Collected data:
*** Block opens ***
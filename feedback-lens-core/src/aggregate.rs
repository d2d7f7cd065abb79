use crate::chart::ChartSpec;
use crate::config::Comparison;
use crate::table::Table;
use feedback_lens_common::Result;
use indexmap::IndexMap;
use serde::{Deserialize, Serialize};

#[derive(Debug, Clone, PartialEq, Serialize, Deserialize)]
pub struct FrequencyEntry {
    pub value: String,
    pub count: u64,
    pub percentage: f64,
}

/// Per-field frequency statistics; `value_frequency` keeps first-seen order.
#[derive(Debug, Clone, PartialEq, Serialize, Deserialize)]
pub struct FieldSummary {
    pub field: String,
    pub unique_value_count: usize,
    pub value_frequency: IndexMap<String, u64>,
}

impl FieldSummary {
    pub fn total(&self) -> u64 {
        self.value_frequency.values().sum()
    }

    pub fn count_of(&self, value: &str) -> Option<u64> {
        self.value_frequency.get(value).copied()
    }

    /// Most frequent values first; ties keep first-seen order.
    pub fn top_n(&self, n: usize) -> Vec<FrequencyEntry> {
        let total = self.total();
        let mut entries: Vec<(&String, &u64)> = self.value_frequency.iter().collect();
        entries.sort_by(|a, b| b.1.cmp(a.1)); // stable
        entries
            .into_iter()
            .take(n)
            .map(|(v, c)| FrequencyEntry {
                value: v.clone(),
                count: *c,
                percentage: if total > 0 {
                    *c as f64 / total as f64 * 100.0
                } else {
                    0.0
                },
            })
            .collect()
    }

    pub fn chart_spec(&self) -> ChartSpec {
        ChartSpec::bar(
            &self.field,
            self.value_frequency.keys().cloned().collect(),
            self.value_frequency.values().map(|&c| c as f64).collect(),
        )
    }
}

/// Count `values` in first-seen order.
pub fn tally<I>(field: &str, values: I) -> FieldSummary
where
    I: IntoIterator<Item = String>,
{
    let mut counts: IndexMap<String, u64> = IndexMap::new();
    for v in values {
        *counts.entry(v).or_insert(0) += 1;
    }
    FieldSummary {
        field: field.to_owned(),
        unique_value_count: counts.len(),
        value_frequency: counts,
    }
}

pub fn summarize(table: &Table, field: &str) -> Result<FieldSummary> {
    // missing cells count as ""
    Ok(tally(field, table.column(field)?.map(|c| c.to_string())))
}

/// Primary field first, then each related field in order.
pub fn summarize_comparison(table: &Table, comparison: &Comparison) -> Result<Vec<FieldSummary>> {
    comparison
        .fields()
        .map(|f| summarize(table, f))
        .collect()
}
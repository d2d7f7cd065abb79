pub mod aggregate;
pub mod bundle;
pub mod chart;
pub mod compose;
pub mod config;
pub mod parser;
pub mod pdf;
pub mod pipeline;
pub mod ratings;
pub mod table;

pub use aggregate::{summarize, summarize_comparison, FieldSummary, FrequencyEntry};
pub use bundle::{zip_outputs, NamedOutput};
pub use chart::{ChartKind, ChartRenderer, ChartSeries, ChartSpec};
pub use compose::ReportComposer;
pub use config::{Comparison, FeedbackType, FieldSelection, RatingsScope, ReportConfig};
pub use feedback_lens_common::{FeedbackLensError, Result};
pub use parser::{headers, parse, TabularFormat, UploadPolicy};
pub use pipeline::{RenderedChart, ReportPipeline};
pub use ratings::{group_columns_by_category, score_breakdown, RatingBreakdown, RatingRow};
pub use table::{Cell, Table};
*** Block closes ***
*** Block opens ***
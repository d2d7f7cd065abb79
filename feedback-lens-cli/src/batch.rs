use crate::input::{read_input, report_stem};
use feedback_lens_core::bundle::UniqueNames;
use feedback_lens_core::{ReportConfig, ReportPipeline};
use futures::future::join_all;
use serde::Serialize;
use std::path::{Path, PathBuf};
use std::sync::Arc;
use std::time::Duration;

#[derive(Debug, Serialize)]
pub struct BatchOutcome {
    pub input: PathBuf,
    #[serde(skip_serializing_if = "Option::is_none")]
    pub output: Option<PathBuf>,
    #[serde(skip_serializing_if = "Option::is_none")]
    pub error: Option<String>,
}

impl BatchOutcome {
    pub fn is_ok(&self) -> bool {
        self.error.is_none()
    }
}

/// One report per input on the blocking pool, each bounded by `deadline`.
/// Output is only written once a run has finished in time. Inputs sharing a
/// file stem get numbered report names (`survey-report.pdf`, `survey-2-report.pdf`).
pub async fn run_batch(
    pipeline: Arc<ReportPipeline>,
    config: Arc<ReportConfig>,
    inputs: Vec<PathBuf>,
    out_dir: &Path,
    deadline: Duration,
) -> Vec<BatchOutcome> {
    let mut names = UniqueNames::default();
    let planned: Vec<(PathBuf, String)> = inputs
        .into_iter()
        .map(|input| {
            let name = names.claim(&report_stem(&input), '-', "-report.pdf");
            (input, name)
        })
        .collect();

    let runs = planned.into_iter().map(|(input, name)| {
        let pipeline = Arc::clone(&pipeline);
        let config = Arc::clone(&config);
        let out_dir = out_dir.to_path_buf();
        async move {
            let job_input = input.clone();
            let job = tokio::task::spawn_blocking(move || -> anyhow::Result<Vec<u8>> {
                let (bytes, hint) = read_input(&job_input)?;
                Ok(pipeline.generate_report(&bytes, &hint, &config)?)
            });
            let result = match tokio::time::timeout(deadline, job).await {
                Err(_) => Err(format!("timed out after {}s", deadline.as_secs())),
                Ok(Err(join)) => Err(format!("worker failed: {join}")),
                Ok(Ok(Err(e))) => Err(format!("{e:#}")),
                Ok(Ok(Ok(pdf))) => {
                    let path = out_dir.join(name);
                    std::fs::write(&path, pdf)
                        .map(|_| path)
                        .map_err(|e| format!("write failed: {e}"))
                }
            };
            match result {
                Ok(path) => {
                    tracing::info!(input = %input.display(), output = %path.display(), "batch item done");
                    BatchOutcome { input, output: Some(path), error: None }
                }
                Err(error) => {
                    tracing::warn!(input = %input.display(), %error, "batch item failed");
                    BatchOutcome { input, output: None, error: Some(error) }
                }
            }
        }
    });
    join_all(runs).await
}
*** Block closes ***
ASSIGNED TASK:
What is the number of lines in the entries above that contain the string "Option"? Reply with the number and nothing more.

RESPONSE TO THE TASK:
5